Work to be completed: From the entries below, report only the number of lines that contain the word "toggles".

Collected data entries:
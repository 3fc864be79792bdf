//! Propagation engine behavior on trees loaded from definition files.

use std::path::Path;
use std::sync::Arc;

use rstest::{fixture, rstest};

use tritree::application::services::TreeFileService;
use tritree::config::EngineSettings;
use tritree::domain::{
    on_user_toggle, recompute_ancestors, AncestorWalk, NodeDefinition, NodeId, SelectionState,
    TreeArena, TreeBuilder, TreeDefinition, TreeNode,
};
use tritree::infrastructure::traits::RealFileSystem;
use tritree::util::testing;

fn load(path: &str) -> TreeArena {
    testing::init_test_setup();
    TreeFileService::new(Arc::new(RealFileSystem), EngineSettings::default())
        .load_tree(Path::new(path))
        .expect("load tree")
}

#[fixture]
fn catalog() -> TreeArena {
    load("tests/resources/trees/catalog.toml")
}

fn id(tree: &TreeArena, key: &str) -> NodeId {
    tree.find(key).unwrap_or_else(|| panic!("no node '{}'", key))
}

fn state(tree: &TreeArena, key: &str) -> SelectionState {
    tree.get_node(id(tree, key)).unwrap().state()
}

fn toggle(tree: &mut TreeArena, key: &str, checked: bool) {
    let node = id(tree, key);
    on_user_toggle(tree, node, checked, AncestorWalk::ToRoot);
}

fn descendants(tree: &TreeArena, node: NodeId) -> Vec<NodeId> {
    let mut found = Vec::new();
    let mut stack = tree.children(node).to_vec();
    while let Some(idx) = stack.pop() {
        found.push(idx);
        stack.extend_from_slice(tree.children(idx));
    }
    found
}

/// Every checkbox branch agrees with its direct children; radios are never indeterminate.
fn assert_consistent(tree: &TreeArena) {
    for (idx, node) in tree.iter() {
        if node.is_radio() {
            assert!(!node.indeterminate, "radio '{}' is indeterminate", node.key());
            continue;
        }
        if node.is_leaf() {
            continue;
        }
        let children: Vec<&TreeNode> = tree
            .children(idx)
            .iter()
            .filter_map(|&c| tree.get_node(c))
            .collect();
        let first = children[0].checked;
        let mixed = children
            .iter()
            .any(|c| c.indeterminate || c.checked != first);
        assert_eq!(node.indeterminate, mixed, "indeterminate flag of '{}'", node.key());
        if !mixed {
            assert_eq!(node.checked, first, "checked flag of '{}'", node.key());
        }
    }
}

fn states(tree: &TreeArena) -> Vec<(String, SelectionState)> {
    tree.iter()
        .map(|(_, n)| (n.key().to_string(), n.state()))
        .collect()
}

// ============================================================
// Downward cascade
// ============================================================

#[rstest]
fn given_branch_when_toggled_then_whole_subtree_follows(mut catalog: TreeArena) {
    let root = id(&catalog, "root");

    toggle(&mut catalog, "root", true);
    for idx in descendants(&catalog, root) {
        let node = catalog.get_node(idx).unwrap();
        assert_eq!(node.state(), SelectionState::Checked, "descendant '{}'", node.key());
    }
    // a radio outside the subtree keeps its state
    assert_eq!(state(&catalog, "z"), SelectionState::Unchecked);

    toggle(&mut catalog, "root", false);
    for idx in descendants(&catalog, root) {
        let node = catalog.get_node(idx).unwrap();
        assert_eq!(node.state(), SelectionState::Unchecked, "descendant '{}'", node.key());
    }
}

#[rstest]
fn given_partial_subtree_when_parent_toggled_then_indeterminate_is_cleared(mut catalog: TreeArena) {
    toggle(&mut catalog, "a1", true);
    assert_eq!(state(&catalog, "a"), SelectionState::Indeterminate);

    toggle(&mut catalog, "a", false);

    assert_eq!(state(&catalog, "a"), SelectionState::Unchecked);
    assert_eq!(state(&catalog, "a1"), SelectionState::Unchecked);
    assert_eq!(state(&catalog, "root"), SelectionState::Unchecked);
}

// ============================================================
// Upward recomputation
// ============================================================

#[test]
fn given_single_branch_when_branch_checked_then_children_and_root_are_checked() {
    testing::init_test_setup();
    let definition = TreeDefinition::new(vec![
        NodeDefinition::new("Root"),
        NodeDefinition::new("A").parent("Root"),
        NodeDefinition::new("A1").parent("A"),
        NodeDefinition::new("A2").parent("A"),
    ]);
    let mut tree = TreeBuilder::new().build(&definition).unwrap();

    toggle(&mut tree, "A", true);

    assert_eq!(state(&tree, "A1"), SelectionState::Checked);
    assert_eq!(state(&tree, "A2"), SelectionState::Checked);
    assert_eq!(state(&tree, "A"), SelectionState::Checked);
    assert_eq!(state(&tree, "Root"), SelectionState::Checked);
}

#[rstest]
fn given_mixed_leaves_when_last_leaf_checked_then_ancestors_settle(mut catalog: TreeArena) {
    toggle(&mut catalog, "a1", true);
    assert_eq!(state(&catalog, "a"), SelectionState::Indeterminate);
    assert_eq!(state(&catalog, "root"), SelectionState::Indeterminate);

    toggle(&mut catalog, "a2", true);
    assert_eq!(state(&catalog, "a"), SelectionState::Checked);
    // b is still unchecked
    assert_eq!(state(&catalog, "root"), SelectionState::Indeterminate);
}

#[rstest]
fn given_indeterminate_sibling_when_recomputing_then_parent_stays_indeterminate(
    mut catalog: TreeArena,
) {
    // a becomes indeterminate, b is checked: root is mixed through a
    toggle(&mut catalog, "a1", true);
    toggle(&mut catalog, "b", true);

    assert_eq!(state(&catalog, "root"), SelectionState::Indeterminate);
    assert_consistent(&catalog);
}

#[test]
fn given_radio_branch_when_children_disagree_then_radio_is_never_indeterminate() {
    testing::init_test_setup();
    let definition = TreeDefinition::new(vec![
        NodeDefinition::new("top"),
        NodeDefinition::new("r").parent("top").radio("g"),
        NodeDefinition::new("c1").parent("r"),
        NodeDefinition::new("c2").parent("r"),
    ]);
    let mut tree = TreeBuilder::new().build(&definition).unwrap();

    toggle(&mut tree, "c1", true);

    assert_eq!(state(&tree, "r"), SelectionState::Unchecked);
    assert!(!tree.get_node(id(&tree, "r")).unwrap().indeterminate);
    // the walk continues past the radio
    assert_eq!(state(&tree, "top"), SelectionState::Unchecked);
}

#[test]
fn given_single_level_walk_when_leaf_toggled_then_only_parent_is_updated() {
    testing::init_test_setup();
    let definition = TreeDefinition::new(vec![
        NodeDefinition::new("top"),
        NodeDefinition::new("mid").parent("top"),
        NodeDefinition::new("leaf").parent("mid"),
    ]);
    let mut tree = TreeBuilder::new().build(&definition).unwrap();
    let leaf = id(&tree, "leaf");

    on_user_toggle(&mut tree, leaf, true, AncestorWalk::SingleLevel);

    assert_eq!(state(&tree, "mid"), SelectionState::Checked);
    assert_eq!(state(&tree, "top"), SelectionState::Unchecked);

    on_user_toggle(&mut tree, leaf, true, AncestorWalk::ToRoot);
    assert_eq!(state(&tree, "top"), SelectionState::Checked);
}

#[rstest]
fn given_any_node_when_walking_to_root_then_steps_equal_its_level(mut catalog: TreeArena) {
    let nodes: Vec<NodeId> = catalog.iter().map(|(idx, _)| idx).collect();
    for idx in nodes {
        let level = catalog.level(idx);
        let steps = recompute_ancestors(&mut catalog, idx, AncestorWalk::ToRoot);
        assert_eq!(steps, level);
    }
    assert_eq!(catalog.level(id(&catalog, "x1")), 3);
}

// ============================================================
// Radio group exclusivity
// ============================================================

#[rstest]
fn given_group_spanning_branches_when_radio_checked_then_other_members_are_reset(
    mut catalog: TreeArena,
) {
    toggle(&mut catalog, "x", true);
    assert_eq!(state(&catalog, "x1"), SelectionState::Checked);
    assert_eq!(state(&catalog, "b"), SelectionState::Indeterminate);
    assert_eq!(state(&catalog, "root"), SelectionState::Indeterminate);

    // z sits in a different root-level subtree
    toggle(&mut catalog, "z", true);

    assert_eq!(state(&catalog, "z"), SelectionState::Checked);
    assert_eq!(state(&catalog, "z1"), SelectionState::Checked);
    for key in ["x", "x1", "y", "y1"] {
        assert_eq!(state(&catalog, key), SelectionState::Unchecked, "{}", key);
    }
    // ancestors of the reset radio are recomputed as well
    assert_eq!(state(&catalog, "b"), SelectionState::Unchecked);
    assert_eq!(state(&catalog, "root"), SelectionState::Unchecked);
}

#[test]
fn given_root_level_radio_when_checked_then_nested_members_and_children_are_reset() {
    let mut tree = load("tests/resources/trees/groups.toml");
    assert_eq!(state(&tree, "Y"), SelectionState::Checked);
    assert_eq!(state(&tree, "p"), SelectionState::Checked);

    toggle(&mut tree, "X", true);

    assert_eq!(state(&tree, "X"), SelectionState::Checked);
    for key in ["Y", "Y1", "Z", "Z1", "p", "q"] {
        assert_eq!(state(&tree, key), SelectionState::Unchecked, "{}", key);
    }
}

#[rstest]
fn given_radio_when_unchecked_then_group_is_left_alone(mut catalog: TreeArena) {
    toggle(&mut catalog, "x", true);
    toggle(&mut catalog, "x", false);

    assert_eq!(state(&catalog, "x"), SelectionState::Unchecked);
    assert_eq!(state(&catalog, "y"), SelectionState::Unchecked);
    assert_eq!(state(&catalog, "z"), SelectionState::Unchecked);
    assert_eq!(state(&catalog, "b"), SelectionState::Unchecked);
}

// ============================================================
// Whole-tree properties
// ============================================================

#[rstest]
#[case::leaves(&[("a1", true), ("a2", true), ("x1", true), ("y1", true)])]
#[case::radios(&[("x", true), ("y", true), ("z", true), ("y", true)])]
#[case::branches(&[("root", true), ("a1", false), ("b", false), ("z", true)])]
#[case::mixed(&[("x1", true), ("a", true), ("z", true), ("x", true), ("a2", false), ("root", false)])]
fn given_toggle_sequence_when_applied_then_tree_stays_consistent(
    mut catalog: TreeArena,
    #[case] toggles: &[(&str, bool)],
) {
    for &(key, checked) in toggles {
        toggle(&mut catalog, key, checked);
        assert_consistent(&catalog);
    }
}

#[rstest]
#[case("a1", true)]
#[case("a", true)]
#[case("x", true)]
#[case("z", true)]
#[case("root", false)]
fn given_applied_toggle_when_repeated_then_nothing_changes(
    mut catalog: TreeArena,
    #[case] key: &str,
    #[case] checked: bool,
) {
    toggle(&mut catalog, "x1", true);
    toggle(&mut catalog, key, checked);
    let after_first = states(&catalog);

    toggle(&mut catalog, key, checked);

    assert_eq!(states(&catalog), after_first);
}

Output for this task: 2